*About this task:*
Search the data for the word "EmailQueue" and copy every line where it occurs.
====
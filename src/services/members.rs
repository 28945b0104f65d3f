//! Member records, memberships and email preferences

use crate::{
    config::SiteConfig,
    error::{AppError, AppResult, BusinessRule},
    models::{
        account::SessionClaims,
        member::{CreateMember, CreateMembership, Member, MemberProfile, MemberQuery, MemberShort, MemberStatus, Membership, UpdateMember},
    },
    repository::Repository,
};

use super::{
    email::compose_email_preferences,
    queue::EmailQueue,
    today,
    tokens::{ActionTokens, TokenPurpose},
};

#[derive(Clone)]
pub struct MembersService {
    repository: Repository,
    queue: EmailQueue,
    tokens: ActionTokens,
    site: SiteConfig,
    prefs_token_hours: u64,
}

impl MembersService {
    pub fn new(
        repository: Repository,
        queue: EmailQueue,
        tokens: ActionTokens,
        site: SiteConfig,
        prefs_token_hours: u64,
    ) -> Self {
        Self {
            repository,
            queue,
            tokens,
            site,
            prefs_token_hours,
        }
    }

    /// Search members; the notes filter only applies for committee callers
    pub async fn search(&self, query: &MemberQuery, caller: &SessionClaims) -> AppResult<(Vec<MemberShort>, i64)> {
        self.repository
            .members
            .search(query, today(), caller.is_committee())
            .await
    }

    pub async fn get(&self, id: i32) -> AppResult<Member> {
        self.repository.members.get_by_id(id).await
    }

    /// Current flags of a member
    pub async fn status(&self, id: i32) -> AppResult<MemberStatus> {
        let member = self.repository.members.get_by_id(id).await?;
        let memberships = self.repository.members.memberships(id).await?;
        let assignments = self.repository.ranks.assignments_for_member(id).await?;
        Ok(MemberStatus::compute(&member, &memberships, &assignments, today()))
    }

    pub async fn profile(&self, id: i32) -> AppResult<MemberProfile> {
        let member = self.repository.members.get_by_id(id).await?;
        let memberships = self.repository.members.memberships(id).await?;
        let rank_assignments = self.repository.ranks.assignments_for_member(id).await?;
        let borrowed_items = self.repository.borrows.open_for_member(id).await?;
        let status = MemberStatus::compute(&member, &memberships, &rank_assignments, today());

        Ok(MemberProfile {
            member,
            status,
            memberships,
            rank_assignments,
            borrowed_items,
        })
    }

    /// New member with their first membership, sold by `gatekeeper_id`
    pub async fn create(&self, data: &CreateMember, gatekeeper_id: i32) -> AppResult<(Member, Membership)> {
        let (member, membership) = self
            .repository
            .members
            .create_with_membership(data, gatekeeper_id)
            .await?;
        tracing::info!(member_id = member.id, gatekeeper_id, "New member signed up");
        Ok((member, membership))
    }

    /// Sell another membership to an existing member
    pub async fn renew(&self, member_id: i32, data: &CreateMembership, gatekeeper_id: i32) -> AppResult<Membership> {
        self.repository.members.get_by_id(member_id).await?;
        let memberships = self.repository.members.memberships(member_id).await?;
        if memberships.iter().any(|m| !m.expired) {
            return Err(AppError::rule(
                BusinessRule::InvalidMembership,
                "Member already has a valid membership",
            ));
        }

        let membership = self
            .repository
            .members
            .add_membership(member_id, data, gatekeeper_id)
            .await?;
        tracing::info!(member_id, gatekeeper_id, "Membership renewed");
        Ok(membership)
    }

    pub async fn update(&self, id: i32, data: &UpdateMember) -> AppResult<Member> {
        self.repository.members.update(id, data).await
    }

    /// Mail a preferences link. Unknown addresses are ignored silently.
    pub async fn request_email_preferences(&self, email: &str) -> AppResult<()> {
        let Some(member) = self.repository.members.get_by_email(email).await? else {
            tracing::debug!("Email preferences requested for unknown address");
            return Ok(());
        };

        let token = self.tokens.issue(
            member.id,
            TokenPurpose::EmailPreferences,
            &[&member.email_address],
            self.prefs_token_hours,
        )?;
        self.queue
            .push(&compose_email_preferences(&self.site, &member, &token))
            .await
    }

    /// Apply preferences from a link; the link dies if the email address changed
    pub async fn update_email_preferences(&self, token: &str, receive_emails: bool) -> AppResult<Member> {
        let member_id = self.tokens.subject(token, TokenPurpose::EmailPreferences)?;
        let member = self.repository.members.get_by_id(member_id).await?;
        self.tokens
            .verify(token, TokenPurpose::EmailPreferences, &[&member.email_address])?;

        self.repository
            .members
            .set_receive_emails(member.id, receive_emails)
            .await?;
        tracing::info!(member_id, receive_emails, "Email preferences updated");
        self.repository.members.get_by_id(member_id).await
    }
}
====
*Reply to the task:*
    queue::EmailQueue,
    queue: EmailQueue,
        queue: EmailQueue,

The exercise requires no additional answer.